With the government's aggressive fiscal deficit target in the upcoming budget along with higher foreign inflows, bond market participants foresee yields in government securities tapering off.
Economists have pegged the fiscal deficit target for FY25 at 5.3%, and expect it not to be a challenge to achieve its current target of 5.9%.
The market borrowings for the current fiscal could be slightly lower than that current borrowing of Rs 15.4 trillion, Kaushik Das, managing director and chief economist-India and South Asia, Deutsche Bank AG told NDTV Profit in an interview. "Even after factoring in the redemptions, net market borrowings could be lower than Rs 15.4 million market borrowing we saw last year."
It is expected that the government will continue to focus on fiscal deficit consolidation despite the Lok Sabha election pressure, said Venkatakrishnan Srinivasan, founder and managing partner of Rockfort Fincap LLP. "This could lead to expectations of decreased government borrowing, potentially impacting interest rates and market dynamics."
Reduced government market borrowing tends to create a positive impact on bonds in the medium term, Srinivasan said. With lower supply combined with additional sources of demand from the inclusion of India’s government bonds in the JPMorgan Bond Index, bond prices may rise leading to potential yield compression, Srinivasan said.
As of Jan. 25, the yield for the 10-year G-Sec was at 7.18%. The Finance Minister Nirmala Sitharaman will present the interim budget on Feb. 1.
Foreign investors have been increasingly gaining a portion of the government securities. In the last two months of 2023, FIIs have invested Rs 33,162 crore in government securities. So far in January, FIIs have mopped up debt securities worth Rs 17,120 crore.
The uptick is mainly fuelled by the government bond's inclusion in the JPMorgan Index that is to begin from this June. Earlier this month, Bloomberg Index Services also proposed to include Indian bonds in its emerging market local currency indices starting in September 2024.
However, market reactions can be influenced by various factors, including economic conditions, inflation, crude oil prices, rupee volatility, RBI MPC policy, and higher supply of state government loans, Srinivasan said.
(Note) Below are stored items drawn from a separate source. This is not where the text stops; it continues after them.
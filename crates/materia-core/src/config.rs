use anyhow::{Context, Result, bail};
use serde::{Deserialize, Serialize};
use std::path::Path;

use crate::ops::DEFAULT_OP_HISTORY_CAP;

/// Engine tuning knobs. All durations are milliseconds.
#[derive(Debug, Clone, PartialEq, Serialize, Deserialize)]
pub struct EngineConfig {
    /// How long a recorded toggle wins over canonical recomputation.
    #[serde(default = "default_freshness_window_ms")]
    pub freshness_window_ms: i64,
    /// Same-tick duplicate suppression for external reconcile triggers.
    #[serde(default = "default_guard_window_ms")]
    pub guard_window_ms: i64,
    /// Pause after a completed pass before external triggers run again.
    #[serde(default = "default_cooldown_ms")]
    pub cooldown_ms: i64,
    /// Per-field-class save debounce windows.
    #[serde(default)]
    pub debounce: DebounceConfig,
    /// Number of per-issue toggle operations retained.
    #[serde(default = "default_op_history_cap")]
    pub op_history_cap: usize,
}

impl Default for EngineConfig {
    fn default() -> Self {
        Self {
            freshness_window_ms: default_freshness_window_ms(),
            guard_window_ms: default_guard_window_ms(),
            cooldown_ms: default_cooldown_ms(),
            debounce: DebounceConfig::default(),
            op_history_cap: default_op_history_cap(),
        }
    }
}

impl EngineConfig {
    /// Validate tuning values before constructing an engine.
    ///
    /// # Errors
    ///
    /// Returns an error if any window is negative, the op history cap is
    /// zero, or the freshness window is shorter than the guard window.
    pub fn validate(&self) -> Result<()> {
        if self.freshness_window_ms < 0
            || self.guard_window_ms < 0
            || self.cooldown_ms < 0
            || self.debounce.explicit_ms < 0
            || self.debounce.score_edit_ms < 0
            || self.debounce.text_edit_ms < 0
            || self.debounce.bulk_ms < 0
        {
            bail!("durations must be non-negative");
        }
        if self.op_history_cap == 0 {
            bail!("op_history_cap must be > 0");
        }
        if self.freshness_window_ms < self.guard_window_ms {
            bail!("freshness_window_ms must be >= guard_window_ms");
        }
        Ok(())
    }
}

/// Debounce windows by edit class. Explicit saves flush quickly; bulk
/// add/remove batches wait the longest.
#[derive(Debug, Clone, PartialEq, Eq, Serialize, Deserialize)]
pub struct DebounceConfig {
    #[serde(default = "default_explicit_ms")]
    pub explicit_ms: i64,
    #[serde(default = "default_score_edit_ms")]
    pub score_edit_ms: i64,
    #[serde(default = "default_text_edit_ms")]
    pub text_edit_ms: i64,
    #[serde(default = "default_bulk_ms")]
    pub bulk_ms: i64,
}

impl Default for DebounceConfig {
    fn default() -> Self {
        Self {
            explicit_ms: default_explicit_ms(),
            score_edit_ms: default_score_edit_ms(),
            text_edit_ms: default_text_edit_ms(),
            bulk_ms: default_bulk_ms(),
        }
    }
}

/// Load an [`EngineConfig`] from a TOML file.
///
/// A missing file yields the defaults; a present but unparseable file is an
/// error.
///
/// # Errors
///
/// Returns an error when the file exists but cannot be read or parsed.
pub fn load_engine_config(path: &Path) -> Result<EngineConfig> {
    if !path.exists() {
        return Ok(EngineConfig::default());
    }

    let content = std::fs::read_to_string(path)
        .with_context(|| format!("Failed to read {}", path.display()))?;

    toml::from_str::<EngineConfig>(&content)
        .with_context(|| format!("Failed to parse {}", path.display()))
}

const fn default_freshness_window_ms() -> i64 {
    4_000
}

const fn default_guard_window_ms() -> i64 {
    50
}

const fn default_cooldown_ms() -> i64 {
    3_000
}

const fn default_op_history_cap() -> usize {
    DEFAULT_OP_HISTORY_CAP
}

const fn default_explicit_ms() -> i64 {
    300
}

const fn default_score_edit_ms() -> i64 {
    1_000
}

const fn default_text_edit_ms() -> i64 {
    2_000
}

const fn default_bulk_ms() -> i64 {
    4_000
}
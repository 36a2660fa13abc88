use serde::{Deserialize, Serialize};
use std::{fmt, str::FromStr};
use ulid::Ulid;

/// Prefix for engine-minted custom issue ids.
const CUSTOM_ID_PREFIX: &str = "custom-";

/// Stable identifier for a materiality issue.
///
/// Predefined catalog topics carry semantic slugs (`climate-adaptation`);
/// user-created topics get a minted `custom-<ulid>` id.
#[derive(Debug, Clone, PartialEq, Eq, Hash, PartialOrd, Ord, Serialize, Deserialize)]
#[serde(transparent)]
pub struct IssueId(String);

impl IssueId {
    pub fn new(raw: impl Into<String>) -> Self {
        Self(raw.into())
    }

    /// Mint a fresh id for a user-created issue.
    #[must_use]
    pub fn mint_custom() -> Self {
        Self(format!("{CUSTOM_ID_PREFIX}{}", Ulid::new()))
    }

    #[must_use]
    pub fn as_str(&self) -> &str {
        &self.0
    }

    /// True for user-created issues, which are hard-removed on deselect.
    #[must_use]
    pub fn is_custom(&self) -> bool {
        self.0.starts_with(CUSTOM_ID_PREFIX)
    }

    /// True when the id is empty or whitespace; such records are malformed.
    #[must_use]
    pub fn is_blank(&self) -> bool {
        self.0.trim().is_empty()
    }
}

impl fmt::Display for IssueId {
    fn fmt(&self, f: &mut fmt::Formatter<'_>) -> fmt::Result {
        f.write_str(&self.0)
    }
}

/// Relevance score on the inclusive [0, 100] scale.
///
/// Construction clamps finite values into range and rejects non-finite
/// input; this is the single coercion point for every score mutation.
#[derive(Debug, Clone, Copy, PartialEq, PartialOrd)]
pub struct RelevanceScore(f64);

impl RelevanceScore {
    pub const MIN: f64 = 0.0;
    pub const MAX: f64 = 100.0;
    /// Default score pair for freshly added custom issues.
    pub const CUSTOM_DEFAULT: Self = Self(50.0);

    /// Clamp `value` into [0, 100].
    ///
    /// # Errors
    ///
    /// Returns [`InvalidFieldValue::NonFiniteScore`] for NaN or infinities.
    pub fn new(value: f64) -> Result<Self, InvalidFieldValue> {
        if value.is_finite() {
            Ok(Self(value.clamp(Self::MIN, Self::MAX)))
        } else {
            Err(InvalidFieldValue::NonFiniteScore { got: value })
        }
    }

    #[must_use]
    pub const fn value(self) -> f64 {
        self.0
    }
}

/// Fields addressable through the record store's `set_field`.
#[derive(Debug, Clone, Copy, PartialEq, Eq, Hash, Serialize, Deserialize)]
#[serde(rename_all = "snake_case")]
pub enum IssueField {
    Name,
    Description,
    ImpactRelevance,
    FinancialRelevance,
    IsMaterial,
    StakeholderRelevance,
    IroSelections,
}

impl IssueField {
    const fn as_str(self) -> &'static str {
        match self {
            Self::Name => "name",
            Self::Description => "description",
            Self::ImpactRelevance => "impact_relevance",
            Self::FinancialRelevance => "financial_relevance",
            Self::IsMaterial => "is_material",
            Self::StakeholderRelevance => "stakeholder_relevance",
            Self::IroSelections => "iro_selections",
        }
    }

    /// True for the numeric fields that coerce and clamp their input.
    #[must_use]
    pub const fn is_score(self) -> bool {
        matches!(
            self,
            Self::ImpactRelevance | Self::FinancialRelevance | Self::StakeholderRelevance
        )
    }
}

impl fmt::Display for IssueField {
    fn fmt(&self, f: &mut fmt::Formatter<'_>) -> fmt::Result {
        f.write_str(self.as_str())
    }
}

fn normalize(input: &str) -> String {
    input.trim().to_ascii_lowercase()
}

impl FromStr for IssueField {
    type Err = ParseEnumError;

    fn from_str(s: &str) -> Result<Self, Self::Err> {
        let normalized = normalize(s);
        match normalized.as_str() {
            "name" => Ok(Self::Name),
            "description" => Ok(Self::Description),
            "impact_relevance" => Ok(Self::ImpactRelevance),
            "financial_relevance" => Ok(Self::FinancialRelevance),
            "is_material" => Ok(Self::IsMaterial),
            "stakeholder_relevance" => Ok(Self::StakeholderRelevance),
            "iro_selections" => Ok(Self::IroSelections),
            _ => Err(ParseEnumError {
                expected: "issue field",
                got: s.to_string(),
            }),
        }
    }
}

/// Loosely typed input accepted by `set_field` before coercion.
///
/// Variant order matters for untagged deserialization: booleans and
/// numbers must be tried before the catch-all JSON value.
#[derive(Debug, Clone, PartialEq, Serialize, Deserialize)]
#[serde(untagged)]
pub enum FieldValue {
    Flag(bool),
    Number(f64),
    Text(String),
    Json(serde_json::Value),
}

impl FieldValue {
    /// Coerce to a clamped relevance score.
    ///
    /// Numbers clamp into [0, 100]; text is parsed as a number first.
    ///
    /// # Errors
    ///
    /// Returns [`InvalidFieldValue`] for non-finite numbers, unparseable
    /// text, or value shapes that cannot carry a score.
    pub fn to_score(&self) -> Result<RelevanceScore, InvalidFieldValue> {
        match self {
            Self::Number(n) => RelevanceScore::new(*n),
            Self::Text(s) => match s.trim().parse::<f64>() {
                Ok(n) => RelevanceScore::new(n),
                Err(_) => Err(InvalidFieldValue::UnparseableScore { got: s.clone() }),
            },
            Self::Flag(_) | Self::Json(_) => Err(InvalidFieldValue::WrongShape {
                expected: "number",
                got: self.kind_str(),
            }),
        }
    }

    /// Strict-boolean selection semantics: only the exact boolean `true`
    /// selects. Numbers, strings, and objects never coerce to selected.
    #[must_use]
    pub const fn strict_flag(&self) -> bool {
        matches!(self, Self::Flag(true))
    }

    /// Coerce to display text.
    ///
    /// # Errors
    ///
    /// Returns [`InvalidFieldValue::WrongShape`] for non-text input.
    pub fn to_text(&self) -> Result<String, InvalidFieldValue> {
        match self {
            Self::Text(s) => Ok(s.clone()),
            Self::Flag(_) | Self::Number(_) | Self::Json(_) => {
                Err(InvalidFieldValue::WrongShape {
                    expected: "text",
                    got: self.kind_str(),
                })
            }
        }
    }

    /// Coerce to an opaque JSON payload (for `iro_selections`).
    #[must_use]
    pub fn to_json(&self) -> serde_json::Value {
        match self {
            Self::Flag(b) => serde_json::Value::Bool(*b),
            Self::Number(n) => serde_json::Number::from_f64(*n)
                .map_or(serde_json::Value::Null, serde_json::Value::Number),
            Self::Text(s) => serde_json::Value::String(s.clone()),
            Self::Json(v) => v.clone(),
        }
    }

    const fn kind_str(&self) -> &'static str {
        match self {
            Self::Flag(_) => "flag",
            Self::Number(_) => "number",
            Self::Text(_) => "text",
            Self::Json(_) => "json",
        }
    }
}

/// A single materiality issue record.
///
/// `is_material` is the single source of truth for "currently selected."
/// Records with an empty description and zero relevance scores are
/// category headers: display-only rows that are never selectable.
#[derive(Debug, Clone, PartialEq, Serialize, Deserialize)]
#[serde(default)]
pub struct MaterialityIssue {
    pub id: IssueId,
    pub name: String,
    pub description: String,
    pub impact_relevance: f64,
    pub financial_relevance: f64,
    pub is_material: bool,
    #[serde(skip_serializing_if = "Option::is_none")]
    pub stakeholder_relevance: Option<f64>,
    /// Selected impact/risk/opportunity text associations. Opaque to the
    /// engine; carried through on every mutation unchanged.
    #[serde(skip_serializing_if = "Option::is_none")]
    pub iro_selections: Option<serde_json::Value>,
}

impl Default for MaterialityIssue {
    fn default() -> Self {
        Self {
            id: IssueId::new(""),
            name: String::new(),
            description: String::new(),
            impact_relevance: 0.0,
            financial_relevance: 0.0,
            is_material: false,
            stakeholder_relevance: None,
            iro_selections: None,
        }
    }
}

impl MaterialityIssue {
    /// Build a user-created custom issue: default 50/50 scores, selected.
    #[must_use]
    pub fn custom(id: IssueId, name: impl Into<String>, description: impl Into<String>) -> Self {
        Self {
            id,
            name: name.into(),
            description: description.into(),
            impact_relevance: RelevanceScore::CUSTOM_DEFAULT.value(),
            financial_relevance: RelevanceScore::CUSTOM_DEFAULT.value(),
            is_material: true,
            stakeholder_relevance: None,
            iro_selections: None,
        }
    }

    /// Category-header detection: empty description and both relevance
    /// scores at zero. Headers are immutable and excluded from both
    /// partitions.
    #[must_use]
    pub fn is_header(&self) -> bool {
        self.description.trim().is_empty()
            && self.impact_relevance == 0.0
            && self.financial_relevance == 0.0
    }
}

/// Error returned when parsing an enum value from text.
#[derive(Debug, Clone, PartialEq, Eq)]
pub struct ParseEnumError {
    pub expected: &'static str,
    pub got: String,
}

impl fmt::Display for ParseEnumError {
    fn fmt(&self, f: &mut fmt::Formatter<'_>) -> fmt::Result {
        write!(f, "invalid {}: '{}'", self.expected, self.got)
    }
}

impl std::error::Error for ParseEnumError {}

/// Error returned when a field value cannot be coerced to its field's type.
#[derive(Debug, Clone, PartialEq)]
pub enum InvalidFieldValue {
    /// Relevance scores must be finite numbers.
    NonFiniteScore { got: f64 },
    /// Text offered for a score field did not parse as a number.
    UnparseableScore { got: String },
    /// The value's shape does not match the field.
    WrongShape {
        expected: &'static str,
        got: &'static str,
    },
}

impl fmt::Display for InvalidFieldValue {
    fn fmt(&self, f: &mut fmt::Formatter<'_>) -> fmt::Result {
        match self {
            Self::NonFiniteScore { got } => {
                write!(f, "relevance score must be finite, got {got}")
            }
            Self::UnparseableScore { got } => {
                write!(f, "cannot interpret '{got}' as a relevance score")
            }
            Self::WrongShape { expected, got } => {
                write!(f, "expected {expected} value, got {got}")
            }
        }
    }
}

impl std::error::Error for InvalidFieldValue {}
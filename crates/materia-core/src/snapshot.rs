//! Owned snapshots for the render layer.
//!
//! The render contract is read-only: consumers get cloned records, never
//! references into the engine, so nothing a view does can alias engine
//! state. Snapshots split records by their adopted `is_material` flag,
//! which the engine keeps consistent with the last partition pass; header
//! records belong to neither pool.

use serde::Serialize;

use crate::model::{IssueId, MaterialityIssue};
use crate::partition::Pool;
use crate::state::StateVersion;

/// A point-in-time view of the two pools.
#[derive(Debug, Clone, PartialEq, Serialize)]
pub struct PartitionSnapshot {
    /// Non-material issues, canonical order.
    pub available: Vec<MaterialityIssue>,
    /// Material issues, canonical order.
    pub selected: Vec<MaterialityIssue>,
    /// Engine state version at capture time.
    pub version: StateVersion,
    /// Capture timestamp (caller-supplied epoch millis).
    pub taken_at_ms: i64,
}

impl PartitionSnapshot {
    /// Clone the given records into a snapshot, splitting on `is_material`.
    #[must_use]
    pub fn capture(issues: &[MaterialityIssue], version: StateVersion, taken_at_ms: i64) -> Self {
        let mut available = Vec::new();
        let mut selected = Vec::new();
        for issue in issues {
            if issue.is_header() {
                continue;
            }
            if issue.is_material {
                selected.push(issue.clone());
            } else {
                available.push(issue.clone());
            }
        }
        Self {
            available,
            selected,
            version,
            taken_at_ms,
        }
    }

    /// Which pool holds the given id, if either.
    #[must_use]
    pub fn pool_of(&self, id: &IssueId) -> Option<Pool> {
        if self.selected.iter().any(|issue| issue.id == *id) {
            Some(Pool::Selected)
        } else if self.available.iter().any(|issue| issue.id == *id) {
            Some(Pool::Available)
        } else {
            None
        }
    }

    /// Total records across both pools.
    #[must_use]
    pub fn len(&self) -> usize {
        self.available.len() + self.selected.len()
    }

    #[must_use]
    pub fn is_empty(&self) -> bool {
        self.available.is_empty() && self.selected.is_empty()
    }
}
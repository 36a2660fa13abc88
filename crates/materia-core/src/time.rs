//! Wall-clock access for hosts driving the engine.
//!
//! The engine itself never reads a clock: every entry point takes a
//! `now_ms` argument. Hosts running against real time obtain it here;
//! simulated hosts supply their own timeline.

/// Current wall-clock time as epoch milliseconds.
#[must_use]
pub fn now_ms() -> i64 {
    chrono::Utc::now().timestamp_millis()
}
The demand side of those bonds will improve because the offshore communities will be buying these bonds because of this inclusion, Das said.
In the upcoming fiscal, the government will target an aggressive deficit tightening of 5.2-5.3%, according to Abhay Garg, vice president, PNB Gilts. "This should be in line with their medium-term target of meeting 4.5% by FY26."
"Government borrowing will be similar to that of the last few years and with fiscal consolidation, we might not see any upward movement in gross borrowing," Garg said.
With huge FII inflows and demand from long-term domestic investors, the bond market could stand to benefit. "Given the solid macro stability, I think there will be a good case for the yield to move lower," he said.